Diabetic nephropathy is a major complication facing patients with diabetes mellitus. The renal protective effects of the phosphodiesterase III inhibitor, cilostazol, were investigated in rats with streptozotocin-induced diabetes. Expression of thrombospondin-1 (TSP-1) and transforming growth factor-beta (TGF-beta) in the kidney was measured by immunohistochemistry and real-time reverse transcription-quantitative polymerase chain reaction analysis in diabetic rats, cilostazol-treated diabetic rats and control rats. Ultrastructural changes in the kidney were also analysed using microscopy.

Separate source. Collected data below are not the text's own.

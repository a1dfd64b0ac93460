use crate::config::SimulationConfig;
use crate::geometry::{LaneRole, Layout};
use crate::pool::VehiclePool;
use crate::signal::IntersectionController;
use itertools::Itertools;

/// The car following and stopping model shared by all vehicles.
///
/// Vehicles either move at cruise speed or stand still. A vehicle that has to stop
/// drives up to its stopping point and is snapped exactly onto it once within the
/// snap tolerance, so stopped vehicles do not oscillate around the stop line.
#[derive(Clone, Debug)]
pub struct CarFollowingModel {
    /// The speed of a moving vehicle.
    cruise_speed: f64,
    /// The centre-to-centre distance kept from the vehicle ahead.
    spacing: f64,
    /// The tolerance band around a stopping point.
    snap_tolerance: f64,
    /// Where a vehicle's centre is when its front touches the stop line.
    stop_coordinate: f64,
}

/// What a vehicle does during one step.
#[derive(Clone, Copy, Debug, PartialEq)]
pub(crate) enum Motion {
    /// Move at the given velocity, but not past `limit`.
    Advance { vel: f64, limit: f64 },
    /// Move onto the given coordinate and stop.
    Snap(f64),
    /// Stop where it is.
    Stop,
}

impl CarFollowingModel {
    /// Creates the model for a configuration and layout.
    pub fn new(config: &SimulationConfig, layout: &Layout) -> Self {
        Self {
            cruise_speed: config.cruise_speed,
            spacing: config.spacing(),
            snap_tolerance: config.snap_tolerance,
            stop_coordinate: layout.stop_coordinate(),
        }
    }

    /// Decides how a vehicle moves.
    ///
    /// # Parameters
    /// * `pos` - The vehicle's coordinate
    /// * `leader` - The coordinate of the nearest vehicle ahead in the same lane,
    ///   after it has moved this step
    /// * `red` - Whether the vehicle must not cross the stop line
    pub(crate) fn decide(&self, pos: f64, leader: Option<f64>, red: bool) -> Motion {
        let follow_limit = leader.map_or(f64::INFINITY, |leader| leader - self.spacing);
        let desired = f64::min(self.stop_coordinate, follow_limit);
        // A leader snapped back onto the line pulls its queue back with it.
        if red && (pos - desired).abs() <= self.snap_tolerance {
            return Motion::Snap(desired);
        }
        if pos > follow_limit {
            return Motion::Stop;
        }
        if !red {
            return self.advance(follow_limit);
        }

        if pos < desired {
            self.advance(desired)
        } else {
            // Already over the line when the signal changed; clear the intersection.
            self.advance(follow_limit)
        }
    }

    /// Moves every vehicle in the pool by one step of `dt` seconds.
    ///
    /// Each lane is moved front to back, so every vehicle follows where its leader
    /// ends up this step rather than where it started.
    pub fn step(&self, pool: &mut VehiclePool, controller: &IntersectionController, dt: f64) {
        let lanes = pool
            .iter()
            .map(|vehicle| {
                let red = vehicle.role() == LaneRole::Controlled
                    && !controller.is_green(vehicle.approach());
                ((vehicle.approach(), vehicle.role()), (vehicle.id(), vehicle.pos(), red))
            })
            .into_group_map();

        for (_, lane) in lanes {
            let mut leader = None;
            for (id, pos, red) in lane.into_iter().sorted_by(|a, b| b.1.total_cmp(&a.1)) {
                let Some(vehicle) = pool.get_mut(id) else {
                    continue;
                };
                match self.decide(pos, leader, red) {
                    Motion::Advance { vel, limit } => vehicle.integrate(vel, dt, limit),
                    Motion::Snap(pos) => vehicle.snap_to(pos),
                    Motion::Stop => vehicle.stop(),
                }
                leader = Some(vehicle.pos());
            }
        }
    }

    fn advance(&self, limit: f64) -> Motion {
        Motion::Advance {
            vel: self.cruise_speed,
            limit,
        }
    }
}

#[cfg(test)]
mod test {
    use super::*;
    use crate::geometry::Approach;
    use crate::queue::LaneQueues;
    use crate::VehicleId;
    use assert_approx_eq::assert_approx_eq;

    fn model() -> CarFollowingModel {
        let config = SimulationConfig::default();
        CarFollowingModel::new(&config, &Layout::new(&config))
    }

    #[test]
    fn free_road() {
        assert_eq!(
            model().decide(-400.0, None, false),
            Motion::Advance {
                vel: 80.0,
                limit: f64::INFINITY
            }
        );
    }

    #[test]
    fn red_signal_approach() {
        // The stop coordinate is -123.
        assert_eq!(
            model().decide(-300.0, None, true),
            Motion::Advance {
                vel: 80.0,
                limit: -123.0
            }
        );
        assert_eq!(model().decide(-123.8, None, true), Motion::Snap(-123.0));
        assert_eq!(model().decide(-122.5, None, true), Motion::Snap(-123.0));
    }

    #[test]
    fn red_signal_past_the_line() {
        assert_eq!(
            model().decide(-110.0, None, true),
            Motion::Advance {
                vel: 80.0,
                limit: f64::INFINITY
            }
        );
    }

    #[test]
    fn queue_behind_leader() {
        // The leader is stopped at the line, so the follower stops one spacing behind.
        assert_eq!(
            model().decide(-300.0, Some(-123.0), true),
            Motion::Advance {
                vel: 80.0,
                limit: -183.0
            }
        );
        assert_eq!(model().decide(-183.5, Some(-123.0), true), Motion::Snap(-183.0));
    }

    #[test]
    fn headway_overrides_signal() {
        assert_eq!(model().decide(-100.0, Some(-50.0), false), Motion::Stop);
        assert_eq!(model().decide(-100.0, Some(-50.0), true), Motion::Stop);
    }

    #[test]
    fn exactly_one_spacing_behind() {
        // Not too close, but there is no room to move either.
        assert_eq!(
            model().decide(-110.0, Some(-50.0), false),
            Motion::Advance {
                vel: 80.0,
                limit: -110.0
            }
        );
    }

    #[test]
    fn follow_at_distance() {
        assert_eq!(
            model().decide(-300.0, Some(-200.0), false),
            Motion::Advance {
                vel: 80.0,
                limit: -260.0
            }
        );
    }

    /// Spawns a leader stopped at the line and a follower queued one spacing behind it.
    fn queue_of_two(approach: Approach) -> (VehiclePool, VehicleId, VehicleId) {
        let config = SimulationConfig::default();
        let layout = Layout::new(&config);
        let mut pool = VehiclePool::new(8, 8, config.spacing(), config.cruise_speed);
        let leader = pool
            .spawn(&layout, approach, LaneRole::Controlled, "L")
            .unwrap();
        let follower = pool
            .spawn(&layout, approach, LaneRole::Controlled, "F")
            .unwrap();
        pool.get_mut(leader).unwrap().snap_to(-123.0);
        pool.get_mut(follower).unwrap().snap_to(-183.0);
        (pool, leader, follower)
    }

    #[test]
    fn queue_resumes_together_on_green() {
        let config = SimulationConfig::default();
        let controller = IntersectionController::new(&config, &LaneQueues::default());
        assert!(controller.is_green(Approach::South));

        let (mut pool, leader, follower) = queue_of_two(Approach::South);
        model().step(&mut pool, &controller, 0.25);
        let (leader, follower) = (pool.get(leader).unwrap(), pool.get(follower).unwrap());
        assert_approx_eq!(leader.pos(), -103.0);
        assert_approx_eq!(follower.pos(), -163.0);
        assert_approx_eq!(follower.vel(), 80.0);
    }

    #[test]
    fn queue_holds_on_red() {
        let config = SimulationConfig::default();
        let controller = IntersectionController::new(&config, &LaneQueues::default());

        let (mut pool, leader, follower) = queue_of_two(Approach::East);
        model().step(&mut pool, &controller, 0.25);
        let (leader, follower) = (pool.get(leader).unwrap(), pool.get(follower).unwrap());
        assert_eq!(leader.pos(), -123.0);
        assert_eq!(follower.pos(), -183.0);
        assert!(leader.has_stopped() && follower.has_stopped());
    }

    #[test]
    fn queue_follows_leader_back_onto_line() {
        let config = SimulationConfig::default();
        let controller = IntersectionController::new(&config, &LaneQueues::default());

        // The signal turned red just after the leader crossed the stop coordinate.
        let (mut pool, leader, follower) = queue_of_two(Approach::East);
        pool.get_mut(leader).unwrap().snap_to(-122.5);
        pool.get_mut(follower).unwrap().snap_to(-182.5);
        model().step(&mut pool, &controller, 0.25);
        assert_eq!(pool.get(leader).unwrap().pos(), -123.0);
        assert_eq!(pool.get(follower).unwrap().pos(), -183.0);
    }
}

Four weeks after the induction of diabetes, TSP-1 and TGF-beta expression was significantly increased in the kidneys of diabetic rats compared with the control and was significantly lower in cilostazol-treated diabetic rats than in the untreated diabetic rats. Microscopy revealed characteristic renal pathology in the diabetic group, which was rarely seen in the cilostazol-treated diabetic rats. In conclusion, this study indicates that cilostazol treatment of diabetic rats effectively prevents pathological kidney changes, possibly via the down-regulation of TSP-1 and TGF-beta expression compared with untreated rats.